Ela riu e assentiu. Ouvi uns gritinhos do outro lado do telefone e acabei por rir. Percebi que fazia tempos que não me sentia bem com a minha irmã. Ela era sempre alegre e me tratava da mesma forma como estava me tratando agora. Foi aí que eu percebi que o problema era eu. Ela era feliz, como qualquer garota da idade dela, mas eu nunca fui assim.
Para mim, interessante era ser diferente. Estudava mais, sorria menos. Investia meu dinheiro, gastava pouco. Trabalhava muito e passeava pouco. Achava que era completa, porém, nestes pequenos momentos que me sentia realmente feliz.
Percebi que nenhum investimento me deixou tão feliz quando aquele sorriso que toda aquela situação me privilegiou. Falar com a minha irmã, de igual para igual, valeu muito mais a pena do que ter estudado tanto, trabalhado tanto. Foi exatamente neste momento que me senti orgulhosa de simplesmente existir.
Desliguei o telefone. Thor me observava. Era estranho pensar que desta vez, eu deveria me arrumar para ir a um encontro, mas isso me recordava amargamente da esperança de um encontro que poderia ter acontecido, se não fosse por aquele maldito sequestro.
Pedi para Thor cuidar da casa e ele assentiu, assumindo seu posto de chefe de família.
Duas horas depois, Heitor estava buzinando na porta de casa.
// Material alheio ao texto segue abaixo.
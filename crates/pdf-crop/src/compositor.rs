//! Overlay compositing of rasterized pages
//!
//! All pages are anchored at the top-left corner of a shared canvas sized to
//! the largest page, so a given canvas pixel refers to the same page-space
//! location on every page.

use crate::types::{PageInfo, PageSubset};
use image::{Rgba, RgbaImage, imageops};

/// How overlapping pages are blended
#[derive(Debug, Clone, Copy, PartialEq, Default)]
#[cfg_attr(feature = "serde", derive(serde::Serialize, serde::Deserialize))]
pub enum Opacity {
    /// Each covering page contributes `1 / n` of a pixel, `n` being the
    /// number of pages that cover it
    #[default]
    Uniform,
    /// First page opaque, every later page drawn over it at this alpha
    Layered(f32),
}

/// Largest width and height over all sizes
pub fn canvas_size<I>(sizes: I) -> (u32, u32)
where
    I: IntoIterator<Item = (u32, u32)>,
{
    sizes
        .into_iter()
        .fold((0, 0), |(w, h), (pw, ph)| (w.max(pw), h.max(ph)))
}

/// Pick the renders of the pages in `subset`, leaving out pages marked for
/// deletion. `renders[i]` must belong to `pages[i]`.
pub fn select_pages<'a>(
    renders: &'a [RgbaImage],
    pages: &[PageInfo],
    subset: PageSubset,
) -> Vec<&'a RgbaImage> {
    renders
        .iter()
        .zip(pages)
        .filter(|(_, page)| subset.contains(page.index) && !page.marked_for_deletion)
        .map(|(render, _)| render)
        .collect()
}

/// Composite `pages` on a canvas sized to their bounding box.
///
/// Returns `None` when there is nothing to draw.
pub fn compose(pages: &[&RgbaImage], opacity: Opacity) -> Option<RgbaImage> {
    let canvas = canvas_size(pages.iter().map(|p| p.dimensions()));
    if pages.is_empty() || canvas.0 == 0 || canvas.1 == 0 {
        return None;
    }
    Some(compose_on(canvas, pages, opacity))
}

/// Composite `pages` on a canvas of a fixed size. Page pixels beyond the
/// canvas are dropped; canvas pixels no page covers stay transparent.
pub fn compose_on(canvas: (u32, u32), pages: &[&RgbaImage], opacity: Opacity) -> RgbaImage {
    match opacity {
        Opacity::Uniform => compose_uniform(canvas, pages),
        Opacity::Layered(alpha) => compose_layered(canvas, pages, alpha.clamp(0.0, 1.0)),
    }
}

fn compose_uniform((width, height): (u32, u32), pages: &[&RgbaImage]) -> RgbaImage {
    let len = width as usize * height as usize;
    let mut sums = vec![[0u32; 3]; len];
    let mut counts = vec![0u32; len];

    for page in pages {
        let w = page.width().min(width);
        let h = page.height().min(height);
        for y in 0..h {
            for x in 0..w {
                let Rgba([r, g, b, _]) = *page.get_pixel(x, y);
                let i = y as usize * width as usize + x as usize;
                sums[i][0] += u32::from(r);
                sums[i][1] += u32::from(g);
                sums[i][2] += u32::from(b);
                counts[i] += 1;
            }
        }
    }

    let mut out = RgbaImage::new(width, height);
    for (i, pixel) in out.pixels_mut().enumerate() {
        let n = counts[i];
        if n == 0 {
            continue;
        }
        // round half up
        let avg = |sum: u32| ((sum + n / 2) / n) as u8;
        *pixel = Rgba([avg(sums[i][0]), avg(sums[i][1]), avg(sums[i][2]), 255]);
    }
    out
}

fn compose_layered((width, height): (u32, u32), pages: &[&RgbaImage], alpha: f32) -> RgbaImage {
    let len = width as usize * height as usize;
    // straight (non-premultiplied) color plus coverage alpha
    let mut acc = vec![[0f32; 4]; len];

    for (layer, page) in pages.iter().enumerate() {
        let a = if layer == 0 { 1.0 } else { alpha };
        let w = page.width().min(width);
        let h = page.height().min(height);
        for y in 0..h {
            for x in 0..w {
                let Rgba([r, g, b, _]) = *page.get_pixel(x, y);
                let dst = &mut acc[y as usize * width as usize + x as usize];
                let out_a = a + dst[3] * (1.0 - a);
                if out_a <= 0.0 {
                    continue;
                }
                let keep = dst[3] * (1.0 - a);
                for (c, src) in [r, g, b].into_iter().enumerate() {
                    dst[c] = (f32::from(src) * a + dst[c] * keep) / out_a;
                }
                dst[3] = out_a;
            }
        }
    }

    let mut out = RgbaImage::new(width, height);
    for (pixel, [r, g, b, a]) in out.pixels_mut().zip(acc) {
        let to_u8 = |v: f32| v.round().clamp(0.0, 255.0) as u8;
        *pixel = Rgba([to_u8(r), to_u8(g), to_u8(b), to_u8(a * 255.0)]);
    }
    out
}

/// Downscale `image` to fit `max` (width, height), keeping its aspect ratio
pub fn thumbnail(image: &RgbaImage, max: (u32, u32)) -> RgbaImage {
    let (w, h) = image.dimensions();
    if w == 0 || h == 0 {
        return RgbaImage::new(0, 0);
    }
    let scale = (max.0 as f64 / w as f64).min(max.1 as f64 / h as f64).min(1.0);
    let tw = ((w as f64 * scale).round() as u32).max(1);
    let th = ((h as f64 * scale).round() as u32).max(1);
    imageops::thumbnail(image, tw, th)
}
Entrei no carro e esperei:

- Sabe o que é? – ele começou, antes mesmo de me ver fechar a porta do carro – Acho que começamos mal. – ele forçou o lado do pescoço, a fim de estralá-lo, e eu acabei lembrando dos seus dedos estralando, o que me causou outro arrepio – Você me entrevistou e ficamos por isso mesmo. E eu não sei nada sobre você! – ele parou, talvez esperando uma resposta. Mas eu aguardei – Tudo bem que você é a dona das perguntas, mas não tem uma boa história pra contar?
- Jornalista sempre tem histórias... – ironizei, tentando encerrar o assunto.
- Por favor? – ele suplicou, sério.
- O que você quer saber? – questionei, grosseiramente.
- O que eu quero sabe? – ele se questionou.
- Você me chama pra sair, para ver um ensaio da sua banda, depois de um quase sequestro e de alguns dias corridos de atenção somente a você. Já não basta a matéria que dei? Vou mandar a real, não estou mais a fim de escrever sobre você! – emburrei.
- Escrever sobre mim? – Heitor disse, quase indignado – Eu não quero a mídia em cima de mim! Não quero que as pessoas saibam sobre a minha vida ridícula!
Ele parou pra pensar, e eu temi por isso.

§§§

Mulher é um bicho esquisito. Quando você pensa que está agradando, na verdade não está. Você nunca vai saber o que uma mulher quer, tenha certeza disso. E eu estava sentindo na pele.
O que eu deveria dizer a Carol? Que estava arrependido por me sentir atraído por uma repórter? Eu até diria, se fosse verdade. Mas eu não estava incomodado, sabia que ela era diferente. Mas sabia também que a todo o momento, alguma coisa dentro de mim me mandava sair de perto dela, só não sabia dizer se era para o bem dela ou para o meu. O que eu devo dizer a ela?
Engoli a seco algumas vezes, respirei fundo e terminei de responder.

- Olha Carol, eu só quero ser normal, andar naturalmente pela rua sem ter problemas, do lado de alguém que não gosta de mim por ser famoso, mas por ser uma pessoa comum. E, desculpe a grosseria, mas atualmente, você é a pessoa mais próxima de um relacionamento com uma mulher que eu tenho. – eu sorri.

No fundo, eu estava morrendo de vergonha, ela era uma mulher linda, mas parece que ninguém dizia isso a ela. Completamente insegura, talvez eu fosse alguém que pudesse mostrar a ela quem ela é. E, eu sabia que também precisava dela, como pessoa.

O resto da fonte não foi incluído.